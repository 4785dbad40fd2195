//! High-level entry point for a derivative request.
//!
//! This resolves the direction set (standard basis unless supplied), runs
//! the direction × size × method expansion, applies the registered
//! analyses, and evaluates per-direction success, assembling everything
//! into a [`Derivative`] aggregate.
use crate::differentiation::{
    analysis::Analysis,
    derivative::{Derivative, DirectionalDerivative},
    directions::{self, Direction},
    errors::{DiffError, DiffResult},
    evaluate::{Consistency, SuccessEvaluator},
    methods::{MethodKind, MethodRegistry},
    orchestrator,
    types::{Estimate, Point, Size, Value},
    validation::{validate_point, validate_sizes},
};

/// Configuration for a derivative request.
///
/// Carries the step sizes and method kinds to expand over, the method
/// registry they resolve against, the analyses to apply per direction, and
/// the success evaluator that accepts or rejects each direction.
///
/// Defaults (set by [`DiffOptions::new`]):
/// - `registry`: [`MethodRegistry::standard`]
/// - `analyses`: none
/// - `evaluator`: [`Consistency`] with default tolerances
pub struct DiffOptions {
    pub sizes: Vec<Size>,
    pub methods: Vec<MethodKind>,
    pub registry: MethodRegistry,
    pub analyses: Vec<Box<dyn Analysis>>,
    pub evaluator: Box<dyn SuccessEvaluator>,
}

impl DiffOptions {
    /// Create request options from sizes and method kinds.
    ///
    /// Sizes must be finite and strictly positive; both sequences must be
    /// non-empty. Registry membership of the kinds is checked at request
    /// time, after any custom registry has been attached.
    ///
    /// # Errors
    /// - [`DiffError::EmptySizes`] / [`DiffError::InvalidSize`] for a bad
    ///   size sequence.
    /// - [`DiffError::EmptyMethods`] if no kinds were requested.
    pub fn new(sizes: Vec<Size>, methods: Vec<MethodKind>) -> DiffResult<Self> {
        validate_sizes(&sizes)?;
        if methods.is_empty() {
            return Err(DiffError::EmptyMethods);
        }
        Ok(Self {
            sizes,
            methods,
            registry: MethodRegistry::standard(),
            analyses: Vec::new(),
            evaluator: Box::new(Consistency::default()),
        })
    }

    /// Replace the method registry.
    pub fn with_registry(mut self, registry: MethodRegistry) -> Self {
        self.registry = registry;
        self
    }

    /// Append an analysis; outputs are pooled in registration order.
    pub fn with_analysis(mut self, analysis: Box<dyn Analysis>) -> Self {
        self.analyses.push(analysis);
        self
    }

    /// Replace the success evaluator.
    pub fn with_evaluator(mut self, evaluator: Box<dyn SuccessEvaluator>) -> Self {
        self.evaluator = evaluator;
        self
    }
}

/// Approximate the derivative of `function` at `point` and cross-check it.
///
/// # Behavior
/// - Validates the point eagerly, then resolves `directions` (standard
///   basis when `None`).
/// - Runs every direction × size × method combination through the
///   difference computer (fail-fast on evaluation errors).
/// - Applies each registered analysis to each direction's raw estimates.
/// - Pools raw and derived estimates per direction and asks the
///   configured evaluator for the direction's success and value.
///
/// # Parameters
/// - `function`: target callable mapping a point to a scalar, reporting
///   failures through [`DiffResult`].
/// - `point`: evaluation point; never mutated.
/// - `directions`: optional named probe vectors; defaults to the standard
///   basis of the point's dimension.
/// - `opts`: sizes, methods, registry, analyses, and evaluator.
///
/// # Errors
/// - Configuration errors from the eager checks, before any function
///   call.
/// - Evaluation errors propagated unmodified from the target function.
///
/// # Returns
/// A [`Derivative`] carrying per-direction outcomes with full provenance.
/// An inconsistent direction is a normal result (`success = false`), not
/// an error.
///
/// # Example
/// ```rust
/// use crossdiff::differentiation::api::{differentiate, DiffOptions};
/// use crossdiff::differentiation::errors::DiffResult;
/// use crossdiff::differentiation::methods::MethodKind;
/// use ndarray::array;
///
/// let f = |x: &ndarray::Array1<f64>| -> DiffResult<f64> { Ok(x[0] * x[0] + 3.0 * x[1]) };
/// let point = array![1.0, 2.0];
/// let opts = DiffOptions::new(
///     vec![1e-6, 1e-7],
///     vec![MethodKind::Forward, MethodKind::Backward],
/// )?;
///
/// let derivative = differentiate(&f, &point, None, &opts)?;
/// assert!(derivative.success());
/// let value = derivative.value();
/// assert!((value[0] - 2.0).abs() < 1e-3);
/// assert!((value[1] - 3.0).abs() < 1e-3);
/// # Ok::<(), crossdiff::differentiation::errors::DiffError>(())
/// ```
pub fn differentiate<F>(
    function: &F, point: &Point, directions: Option<Vec<Direction>>, opts: &DiffOptions,
) -> DiffResult<Derivative>
where
    F: Fn(&Point) -> DiffResult<Value>,
{
    validate_point(point)?;
    let directions = directions::resolve(point, directions);
    let runs = orchestrator::run(
        function,
        point,
        &directions,
        &opts.sizes,
        &opts.methods,
        &opts.registry,
    )?;

    let mut per_direction = Vec::with_capacity(runs.len());
    for run in runs {
        let mut derived = Vec::new();
        for analysis in &opts.analyses {
            derived.extend(analysis.derive(&run.computed));
        }
        let pooled: Vec<&dyn Estimate> = run
            .computed
            .iter()
            .map(|r| r as &dyn Estimate)
            .chain(derived.iter().map(|r| r as &dyn Estimate))
            .collect();
        let evaluation = opts.evaluator.evaluate(&run.direction, &pooled);
        per_direction.push(DirectionalDerivative {
            direction: run.direction,
            success: evaluation.success,
            value: evaluation.value,
            computed: run.computed,
            derived,
        });
    }
    Ok(Derivative { directions: per_direction })
}
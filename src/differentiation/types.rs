//! differentiation::types — shared numeric aliases and result records.
//!
//! Purpose
//! -------
//! Centralize the core numeric types used across the differentiation
//! engine. By defining these in one place, the rest of the code can stay
//! agnostic to `ndarray` and can more easily evolve if the container
//! backend changes.
//!
//! Key behaviors
//! -------------
//! - Define canonical aliases for evaluation points, scalar estimates, and
//!   step sizes (`Point`, `Value`, `Size`).
//! - Define the immutable result records produced by the computation and
//!   analysis layers (`ComputerResult`, `AnalysisResult`).
//! - Provide the [`Estimate`] view that both result kinds implement so the
//!   success evaluator can pool them uniformly.
//!
//! Invariants & assumptions
//! ------------------------
//! - All vectors are represented as `ndarray` containers over `f64`.
//! - Result records are append-only during computation and frozen
//!   afterwards; nothing in this crate mutates a result after creation.
//! - `size` on a result always records the step size that generated it (or
//!   the grouping size for derived estimates), never a transformed value.
//!
//! Conventions
//! -----------
//! - A `Point` is treated conceptually as a column vector of dimension `n`.
//! - `Value` is a scalar directional-derivative estimate; vector-valued
//!   targets are differentiated component-wise by the caller.
//! - Labels exposed through [`Estimate::label`] are stable, lowercase
//!   identifiers (method ids like `"forward"`, analysis ids like
//!   `"approximate_central"`).
//!
//! Downstream usage
//! ----------------
//! - The computer and orchestrator produce [`ComputerResult`]s; analyses
//!   produce [`AnalysisResult`]s; the success evaluator consumes both
//!   through `&dyn Estimate`.
//! - Other modules import these aliases instead of referring directly to
//!   `ndarray` types.
//!
//! Testing notes
//! -------------
//! - This module only defines aliases and plain records; there are no
//!   dedicated unit tests. Correctness is exercised by the modules that
//!   construct and consume these types.
use ndarray::Array1;

use crate::differentiation::methods::MethodKind;

/// Evaluation point `x` at which the derivative is probed.
///
/// Alias for `ndarray::Array1<f64>`, used as the canonical vector type
/// throughout the engine.
pub type Point = Array1<f64>;

/// Scalar directional-derivative estimate.
pub type Value = f64;

/// Positive step length `h` used by a finite-difference stencil.
pub type Size = f64;

/// Default absolute tolerance for the consistency policy.
pub const DEFAULT_ATOL: f64 = 1e-12;

/// Default relative tolerance for the consistency policy.
pub const DEFAULT_RTOL: f64 = 1e-2;

/// One raw finite-difference estimate.
///
/// Produced by the difference computer, owned by the orchestrator's
/// per-direction result sequence, and referenced (never mutated) by the
/// analysis and evaluation layers.
#[derive(Debug, Clone, PartialEq)]
pub struct ComputerResult {
    /// Method kind that generated this estimate.
    pub method: MethodKind,
    /// The directional-derivative estimate.
    pub value: Value,
    /// Step size the stencil was evaluated at.
    pub size: Size,
}

/// One derived estimate emitted by an analysis.
///
/// Structurally identical in shape to [`ComputerResult`] so both kinds can
/// be pooled uniformly by a success evaluator.
#[derive(Debug, Clone, PartialEq)]
pub struct AnalysisResult {
    /// Identifier of the analysis that produced this estimate.
    pub analysis: String,
    /// The derived directional-derivative estimate.
    pub value: Value,
    /// Step size of the group this estimate was derived from.
    pub size: Size,
}

/// Uniform read-only view over raw and derived estimates.
///
/// The success evaluator works against this capability so that raw
/// computations and analysis outputs cross-validate each other without the
/// evaluator knowing which layer produced a given value.
pub trait Estimate {
    /// Stable identifier of the producing method or analysis.
    fn label(&self) -> &str;

    /// The scalar estimate.
    fn value(&self) -> Value;

    /// Step size associated with the estimate.
    fn size(&self) -> Size;
}

impl Estimate for ComputerResult {
    fn label(&self) -> &str {
        self.method.id()
    }

    fn value(&self) -> Value {
        self.value
    }

    fn size(&self) -> Size {
        self.size
    }
}

impl Estimate for AnalysisResult {
    fn label(&self) -> &str {
        &self.analysis
    }

    fn value(&self) -> Value {
        self.value
    }

    fn size(&self) -> Size {
        self.size
    }
}
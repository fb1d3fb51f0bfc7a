//! Workspace-level end-to-end specs.
//!
//! Each spec drives the built `syd` binary with a real config file
//! and raw TCP exchanges.

#[path = "specs/prelude.rs"]
mod prelude;

#[path = "specs/server.rs"]
mod server;
// SPDX-License-Identifier: BUSL-1.1
// Copyright (c) 2026 Alfred Jean LLC

//! Entity-tag generation.
//!
//! Tags are base64url digests: weak tags (`W/"…"`) truncate the digest
//! (default 16 characters); strong tags (`"…"`) use the full digest.

use base64::engine::general_purpose::URL_SAFE_NO_PAD;
use base64::Engine;
use serde::Deserialize;
use sha2::{Digest, Sha256, Sha512};

const DEFAULT_WEAK_LENGTH: usize = 16;

/// Digest algorithm for etags.
///
/// Only the sha2 family is carried; configs asking for `sha1` are
/// turned away at hierarchy build with a pointer at `sha256`.
#[derive(Debug, Clone, Copy, Default, PartialEq, Eq, Deserialize)]
#[serde(rename_all = "lowercase")]
pub enum HashAlgorithm {
    #[default]
    Sha256,
    Sha512,
}

/// Etag generation settings.
#[derive(Debug, Clone, Deserialize)]
#[serde(default)]
pub struct EtagConfig {
    pub algorithm: HashAlgorithm,
    /// Weak tags (`W/"…"`) unless set false.
    pub weak: bool,
    /// Tag character length; `None` means the default for the
    /// strength (16 weak, full digest strong).
    pub length: Option<usize>,
}

impl Default for EtagConfig {
    fn default() -> Self {
        Self { algorithm: HashAlgorithm::default(), weak: true, length: None }
    }
}

/// Compute the etag header value for `data`.
pub fn compute(config: &EtagConfig, data: &[u8]) -> String {
    let digest = match config.algorithm {
        HashAlgorithm::Sha256 => URL_SAFE_NO_PAD.encode(Sha256::digest(data)),
        HashAlgorithm::Sha512 => URL_SAFE_NO_PAD.encode(Sha512::digest(data)),
    };
    let tag: &str = match (config.weak, config.length) {
        (true, None) => &digest[..DEFAULT_WEAK_LENGTH.min(digest.len())],
        (_, Some(length)) => &digest[..length.min(digest.len())],
        (false, None) => &digest,
    };
    if config.weak {
        format!("W/\"{tag}\"")
    } else {
        format!("\"{tag}\"")
    }
}

/// Whether an `if-none-match` header value matches `etag`, using weak
/// comparison.
pub fn none_match(header: &str, etag: &str) -> bool {
    if header.trim() == "*" {
        return true;
    }
    let normalize = |tag: &str| tag.trim().trim_start_matches("W/").to_string();
    let wanted = normalize(etag);
    header.split(',').any(|candidate| normalize(candidate) == wanted)
}

#[cfg(test)]
#[path = "etag_tests.rs"]
mod tests;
○ ○ ○
* **Task brief**:
Find the lines of the listing above that hold "view". Please copy them.

* **Problem solution**:
//! - Provide the [`Estimate`] view that both result kinds implement so the
/// Uniform read-only view over raw and derived estimates.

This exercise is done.